10. Where the arbitrator indicates his reasons for coming to a conclusion and the award is challenged on the basis of its not being supported by evidence, the party so doing must in the words of Lord Tomlin "Show that it is patent upon, the face of the award that there was no evidence at all on which the arbitrator could have come to his conclusion. Nana Kawaku Amab v. Nana Sir Oforiatta (AIR 1933 PC 469).
11. However, sufficiency and quality of evidence is a matter for the arbitrator. The court is not permitted to reappraise the evidence and sit as a court of Appeal over the arbitrators award." P. B. Mukherji, J. (as he then was) has expressed this very succinctly in Ebrahim Kassam Cochinwalla v. Northern Indian Oil Industries Ltd. as follows :
"In my opinion appraisement of evidence by the Arbitrator is ordinarily never a matter which this court questions and considers. The parties have selected their own forum and the deciding forum must be conceded the power of appraisement of evidence. It is not a question here in this case of any violation of natural principles of justice in refusing to give a hearing to any party or in refusing to have the evidence of a particular party. The arbitrator in my opinion is the only Judge of the quality or the quantity of evidence and it will not be for this court to take upon itself the task of being a Judge of the evidence before the arbitrator. It may be possible that on the same evidence the court might have arrived at a different conclusion than the arbitrator but that by itself is no ground in my view of setting aside an award of an arbitrator. It is familiar learning but requires emphasis that by Section 1, Evidence Act, the Evidence Act, in its regular is not intended to apply to proceedings before an arbitrator."
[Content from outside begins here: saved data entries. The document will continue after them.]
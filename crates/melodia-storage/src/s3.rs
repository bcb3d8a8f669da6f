use crate::traits::{ObjectStorage, StorageError, StorageResult};
use async_trait::async_trait;
use aws_sdk_s3::config::{BehaviorVersion, Credentials, Region};
use aws_sdk_s3::error::SdkError;
use aws_sdk_s3::operation::head_bucket::HeadBucketError;
use aws_sdk_s3::primitives::ByteStream;
use aws_sdk_s3::Client;
use bytes::Bytes;
use melodia_core::StorageConfig;
use std::time::Duration;

/// S3 storage implementation
///
/// Works against MinIO or any other S3-compatible backend. Path-style
/// addressing is forced because virtual-hosted buckets are not routable on
/// a bare `host:port` endpoint.
#[derive(Clone)]
pub struct S3Storage {
    client: Client,
}

impl S3Storage {
    /// Create a new S3Storage instance from the storage section of the
    /// application config (endpoint, static credentials, TLS flag).
    pub fn new(config: &StorageConfig) -> StorageResult<Self> {
        if config.access_key.is_empty() || config.secret_key.is_empty() {
            return Err(StorageError::ConfigError(
                "S3 access key and secret key must be set".to_string(),
            ));
        }

        let credentials = Credentials::new(
            config.access_key.clone(),
            config.secret_key.clone(),
            None,
            None,
            "melodia-config",
        );

        let s3_config = aws_sdk_s3::Config::builder()
            .behavior_version(BehaviorVersion::latest())
            .region(Region::new(config.region.clone()))
            .endpoint_url(config.endpoint_url())
            .credentials_provider(credentials)
            .force_path_style(true)
            .build();

        Ok(S3Storage {
            client: Client::from_conf(s3_config),
        })
    }
}

#[async_trait]
impl ObjectStorage for S3Storage {
    async fn ensure_bucket(&self, bucket: &str) -> StorageResult<()> {
        let exists = match self.client.head_bucket().bucket(bucket).send().await {
            Ok(_) => true,
            Err(err) => match &err {
                SdkError::ServiceError(service_err)
                    if matches!(service_err.err(), HeadBucketError::NotFound(_)) =>
                {
                    false
                }
                _ => return Err(StorageError::BucketFailed(err.to_string())),
            },
        };

        if !exists {
            self.client
                .create_bucket()
                .bucket(bucket)
                .send()
                .await
                .map_err(|e| StorageError::BucketFailed(e.to_string()))?;

            tracing::info!(bucket = %bucket, "S3 bucket created");
        }

        Ok(())
    }

    async fn put_file(
        &self,
        bucket: &str,
        object_key: &str,
        content_type: &str,
        size_bytes: i64,
        data: Bytes,
    ) -> StorageResult<()> {
        let start = std::time::Instant::now();
        let body = ByteStream::from(data);

        self.client
            .put_object()
            .bucket(bucket)
            .key(object_key)
            .body(body)
            .content_type(content_type)
            .content_length(size_bytes)
            .send()
            .await
            .map_err(|e| {
                tracing::error!(
                    error = %e,
                    bucket = %bucket,
                    key = %object_key,
                    size_bytes = size_bytes,
                    duration_ms = start.elapsed().as_secs_f64() * 1000.0,
                    "S3 upload failed"
                );
                StorageError::WriteFailed(e.to_string())
            })?;

        tracing::info!(
            bucket = %bucket,
            key = %object_key,
            size_bytes = size_bytes,
            duration_ms = start.elapsed().as_secs_f64() * 1000.0,
            "S3 upload successful"
        );

        Ok(())
    }

    async fn presigned_get_url(
        &self,
        bucket: &str,
        object_key: &str,
        expires_in: Duration,
    ) -> StorageResult<String> {
        let presigning_config = aws_sdk_s3::presigning::PresigningConfig::builder()
            .expires_in(expires_in)
            .build()
            .map_err(|e| StorageError::SignFailed(e.to_string()))?;

        let presigned_request = self
            .client
            .get_object()
            .bucket(bucket)
            .key(object_key)
            .presigned(presigning_config)
            .await
            .map_err(|e| StorageError::SignFailed(e.to_string()))?;

        Ok(presigned_request.uri().to_string())
    }
}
12. The court is also not permitted to review the reasons or to comb through the award as an appellate forum as this would amount to an impeachment of the award which is not permissible. The court can, no doubt, set aside the award if it is apparent thereupon that the reasons therein are based on no evidence and/or are based upon an erroneous preposition of law. I do not find any infirmity in the award so far as it relates to claim Nos. 4, 5, 6 and 7 nor I find any reason to set aside the findings of the arbitrator in respect of said claims.
13. As far as award in respect of claim No. 8 is concerned, the same will stand modified in terms of my findings against claim Nos. 1, 2 and 3 and additional claim Nos. 1, 2 and 3.
14. The arbitrator has awarded simple interest at the rate of 18 per cent per annum on the amount which has been found payable to the contractor. The power of arbitrator to award interest has not been disputed before me. It is, however, submitted by Mr. Sharma that the rate of interest awarded by the arbitrator is highly excessive. I do not intend to interfere with the findings of the arbitrator and the award of interest on the amount awarded to the claimant is maintained.
15. I also do not think that there is any error in the award of cost by the arbitrator in favor of the claimant.
16. In view of my findings above, while I set aside the award so far as if relates to claim Nos. 1, 2 and 3 and additional claim Nos. 1, 2 and 3, the remaining part of the award is made a rule of the court and a decree in terms of the award, as modified by this order, is passed. The petitioner shall also be entitled to interest at the rate of 12 per cent per annum from the date of decree till the date of payment by the respondent.
19. In the circumstances of the case, leave the parties to bear their own costs.